YOUR GOAL
Figure out the number of lines in the data that hold the string "RawOutcome". Reply with that figure only.

[Dataset excerpts]
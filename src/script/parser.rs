//! Recursive-descent parser producing [`Program`] trees.
//!
//! Every failure is a `SyntaxError` diagnostic; unsupported language features
//! are named in the message so a learner knows what to change.

use crate::config::types::{FaultDiagnostic, FaultKind};
use crate::script::ast::*;
use crate::script::lexer::{tokenize, Keyword, Op, Token, TokenKind};
use std::rc::Rc;

/// Bound on syntactic nesting: blocks, brackets and operator chains all count
pub const MAX_NESTING_DEPTH: usize = 64;

type ParseResult<T> = Result<T, FaultDiagnostic>;

/// Tokenize and parse a whole program
pub fn parse(source: &str) -> ParseResult<Program> {
    let tokens = tokenize(source).map_err(|e| {
        FaultDiagnostic::new(FaultKind::SyntaxError, e.kind.to_string(), Some(e.line))
    })?;
    Parser::new(tokens).program()
}

struct Parser {
    tokens: Vec<Token>,
    pos: usize,
    depth: usize,
    /// Enclosing loops within the current function body
    loops: usize,
    in_function: bool,
}
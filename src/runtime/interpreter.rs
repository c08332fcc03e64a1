//! Tree-walking interpreter for the lesson dialect.
//!
//! A run starts from nothing: empty globals, a heap meter sized from the
//! budget, an output capture sized from the policy and an operation table
//! holding exactly the operations the policy allows. Name lookup goes local
//! frame, then globals, then that table. Nothing else is reachable.
//!
//! The interpreter checks the budget at every statement, loop iteration,
//! call, produced element and compared element pair, and turns an exhausted budget into an
//! [`Interrupt`] that unwinds the whole run.

use crate::config::descriptor::PolicyDescriptor;
use crate::config::types::{FaultDiagnostic, FaultKind, RawOutcome};
use crate::core::governor::Budget;
use crate::exec::validator::ValidatedSubmission;
use crate::runtime::builtins::{self, Operation};
use crate::runtime::heap::{Heap, MemoryExceeded, SLOT_SIZE};
use crate::runtime::value::{
    compare, equal, identical, ListObj, Number, RangeValue, StrObj, Value,
};
use crate::script::ast::{
    BinaryOp, BoolOp, CompareOp, Expr, ExprKind, FunctionDef, Program, Stmt, StmtKind, Target,
    UnaryOp,
};
use crate::script::parser::parse;
use crate::utils::output::OutputCapture;
use std::cmp::Ordering;
use std::collections::HashMap;
use std::rc::Rc;

/// Deepest chain of user function calls
pub const MAX_CALL_DEPTH: usize = 100;

/// Steps between wall-clock reads; the cancel flag is checked every step
const DEADLINE_CHECK_INTERVAL: u64 = 256;

/// Why evaluation stopped early
#[derive(Debug)]
pub enum Interrupt {
    Fault(FaultDiagnostic),
    TimedOut,
    MemoryExceeded,
}

impl Interrupt {
    fn at(self, line: usize) -> Self {
        match self {
            Interrupt::Fault(d) => Interrupt::Fault(d.at(line)),
            other => other,
        }
    }
}

impl From<FaultDiagnostic> for Interrupt {
    fn from(d: FaultDiagnostic) -> Self {
        Interrupt::Fault(d)
    }
}

impl From<MemoryExceeded> for Interrupt {
    fn from(_: MemoryExceeded) -> Self {
        Interrupt::MemoryExceeded
    }
}

pub type Exec<T> = Result<T, Interrupt>;

pub fn fault(kind: FaultKind, message: impl Into<String>) -> Interrupt {
    Interrupt::Fault(FaultDiagnostic::new(kind, message, None))
}

fn overflow() -> Interrupt {
    fault(FaultKind::OverflowError, "integer overflow")
}

enum Flow {
    Normal,
    Break,
    Continue,
    Return(Value),
}

/// Parse and execute one validated submission
pub fn run(submission: &ValidatedSubmission, policy: &PolicyDescriptor, budget: Budget) -> RawOutcome {
    let program = match parse(submission.source()) {
        Ok(program) => program,
        Err(diagnostic) => return RawOutcome::Faulted(diagnostic),
    };
    let mut interpreter = Interpreter::new(policy, budget);
    let result = interpreter.execute(&program);
    interpreter.finish(result)
}

pub struct Interpreter {
    heap: Rc<Heap>,
    budget: Budget,
    operations: HashMap<&'static str, Operation>,
    globals: HashMap<String, Value>,
    frames: Vec<HashMap<String, Value>>,
    output: OutputCapture,
    steps: u64,
}
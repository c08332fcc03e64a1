/// Versioned policy presets.
///
/// A preset is an immutable, named policy. Selecting one is explicit (config
/// `preset` field or `--preset`) and the chosen id is logged at startup.
use crate::config::descriptor::PolicyDescriptor;
use once_cell::sync::Lazy;
use std::collections::HashMap;

/// Named policy preset
#[derive(Debug, Clone)]
pub struct PolicyPreset {
    /// Preset ID (e.g. "lesson-basic-v1")
    pub id: String,
    /// Human-readable name
    pub name: String,
    pub version: String,
    pub policy: PolicyDescriptor,
}

impl PolicyPreset {
    pub fn get_metadata(&self) -> HashMap<String, String> {
        let mut metadata = HashMap::new();
        metadata.insert("preset_id".to_string(), self.id.clone());
        metadata.insert("preset_name".to_string(), self.name.clone());
        metadata.insert("preset_version".to_string(), self.version.clone());
        metadata.insert(
            "allowed_operations".to_string(),
            self.policy
                .allowed_operations
                .iter()
                .cloned()
                .collect::<Vec<_>>()
                .join(","),
        );
        metadata
    }
}

/// Preset registry
pub struct PolicyPresets {
    presets: HashMap<String, PolicyPreset>,
}

impl PolicyPresets {
    pub fn new() -> Self {
        let mut presets = Self {
            presets: HashMap::new(),
        };
        presets.register_basic_v1();
        presets.register_extended_v1();
        presets
    }

    /// The six operations every beginner lesson relies on
    fn register_basic_v1(&mut self) {
        let preset = PolicyPreset {
            id: "lesson-basic-v1".to_string(),
            name: "Beginner lessons".to_string(),
            version: "1.0.0".to_string(),
            policy: PolicyDescriptor::default(),
        };
        self.presets.insert(preset.id.clone(), preset);
    }

    /// Conversions, sorting and rounding for later chapters, with a little more time
    fn register_extended_v1(&mut self) {
        let policy = PolicyDescriptor {
            max_wall_clock_millis: 3_000,
            max_memory_bytes: 64 * 1024 * 1024,
            ..PolicyDescriptor::default()
        }
        .with_operations([
            "print", "range", "len", "min", "max", "sum", "abs", "round", "str", "int", "float",
            "bool", "list", "sorted", "reversed",
        ]);

        let preset = PolicyPreset {
            id: "lesson-extended-v1".to_string(),
            name: "Intermediate lessons".to_string(),
            version: "1.0.0".to_string(),
            policy,
        };
        self.presets.insert(preset.id.clone(), preset);
    }

    pub fn get(&self, id: &str) -> Option<&PolicyPreset> {
        self.presets.get(id)
    }

    /// Preset ids in stable order
    pub fn list_ids(&self) -> Vec<&str> {
        let mut ids: Vec<&str> = self.presets.keys().map(String::as_str).collect();
        ids.sort_unstable();
        ids
    }

    pub fn has(&self, id: &str) -> bool {
        self.presets.contains_key(id)
    }
}

impl Default for PolicyPresets {
    fn default() -> Self {
        Self::new()
    }
}

static PRESETS: Lazy<PolicyPresets> = Lazy::new(PolicyPresets::new);

/// Global preset registry
pub fn get_presets() -> &'static PolicyPresets {
    &PRESETS
}

#[cfg(test)]
mod tests {
    use super::*;
    use crate::runtime::builtins::Operation;

    #[test]
    fn test_presets_creation() {
        let presets = PolicyPresets::new();
        assert!(presets.has("lesson-basic-v1"));
        assert!(presets.has("lesson-extended-v1"));
        assert_eq!(presets.list_ids(), vec!["lesson-basic-v1", "lesson-extended-v1"]);
    }

    #[test]
    fn test_basic_matches_default_policy() {
        let preset = get_presets().get("lesson-basic-v1").unwrap();
        assert_eq!(preset.policy, PolicyDescriptor::default());
    }

    #[test]
    fn test_extended_names_only_known_operations() {
        let preset = get_presets().get("lesson-extended-v1").unwrap();
        for name in &preset.policy.allowed_operations {
            assert!(Operation::from_name(name).is_some(), "unknown operation {name}");
        }
        assert!(preset.policy.allows("sorted"));
    }

    #[test]
    fn test_preset_metadata() {
        let preset = get_presets().get("lesson-basic-v1").unwrap();
        let metadata = preset.get_metadata();
        assert_eq!(metadata.get("preset_id").unwrap(), "lesson-basic-v1");
        assert!(metadata.get("allowed_operations").unwrap().contains("print"));
    }
}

RESULT OF THE EXERCISE
3